YOUR OBJECTIVE ▸ If a line in the records below contains the word "UserTarget", copy it out.
───── DATA
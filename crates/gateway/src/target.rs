//! Addressing-mode resolution for user requests.
//!
//! A request names its user through the `{user_id}` path segment or the
//! `username` query parameter, never both. Empty values count as absent.

use thiserror::Error;

/// Which user(s) a request addresses
#[derive(Debug, Clone, PartialEq, Eq)]
pub enum UserTarget {
    Collection,
    ById(i64),
    ByUsername(String),
}

#[derive(Debug, Clone, Copy, PartialEq, Eq, Error)]
pub enum TargetError {
    #[error("user id is not a non-negative integer")]
    InvalidIdentifier,

    #[error("exactly one of user id or username must be given")]
    AmbiguousOrMissingTarget,
}

/// Resolve the addressing mode, allowing the whole collection.
pub fn resolve(path_id: Option<&str>, username: Option<&str>) -> Result<UserTarget, TargetError> {
    let path_id = path_id.filter(|value| !value.is_empty());
    let username = username.filter(|value| !value.is_empty());

    match (path_id, username) {
        (None, None) => Ok(UserTarget::Collection),
        (Some(_), Some(_)) => Err(TargetError::AmbiguousOrMissingTarget),
        (None, Some(username)) => Ok(UserTarget::ByUsername(username.to_string())),
        (Some(raw), None) => parse_user_id(raw).map(UserTarget::ById),
    }
}

/// Resolve a single user; the collection is not a valid target here.
pub fn resolve_single(
    path_id: Option<&str>,
    username: Option<&str>,
) -> Result<UserTarget, TargetError> {
    match resolve(path_id, username)? {
        UserTarget::Collection => Err(TargetError::AmbiguousOrMissingTarget),
        target => Ok(target),
    }
}

/// Digits only, within `i64` range.
pub fn parse_user_id(raw: &str) -> Result<i64, TargetError> {
    if raw.is_empty() || !raw.bytes().all(|byte| byte.is_ascii_digit()) {
        return Err(TargetError::InvalidIdentifier);
    }

    raw.parse::<i64>()
        .map_err(|_| TargetError::InvalidIdentifier)
}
──────────
FINAL ANSWER ▸
pub enum UserTarget {
pub fn resolve(path_id: Option<&str>, username: Option<&str>) -> Result<UserTarget, TargetError> {
        (None, None) => Ok(UserTarget::Collection),
        (None, Some(username)) => Ok(UserTarget::ByUsername(username.to_string())),
        (Some(raw), None) => parse_user_id(raw).map(UserTarget::ById),
) -> Result<UserTarget, TargetError> {
        UserTarget::Collection => Err(TargetError::AmbiguousOrMissingTarget),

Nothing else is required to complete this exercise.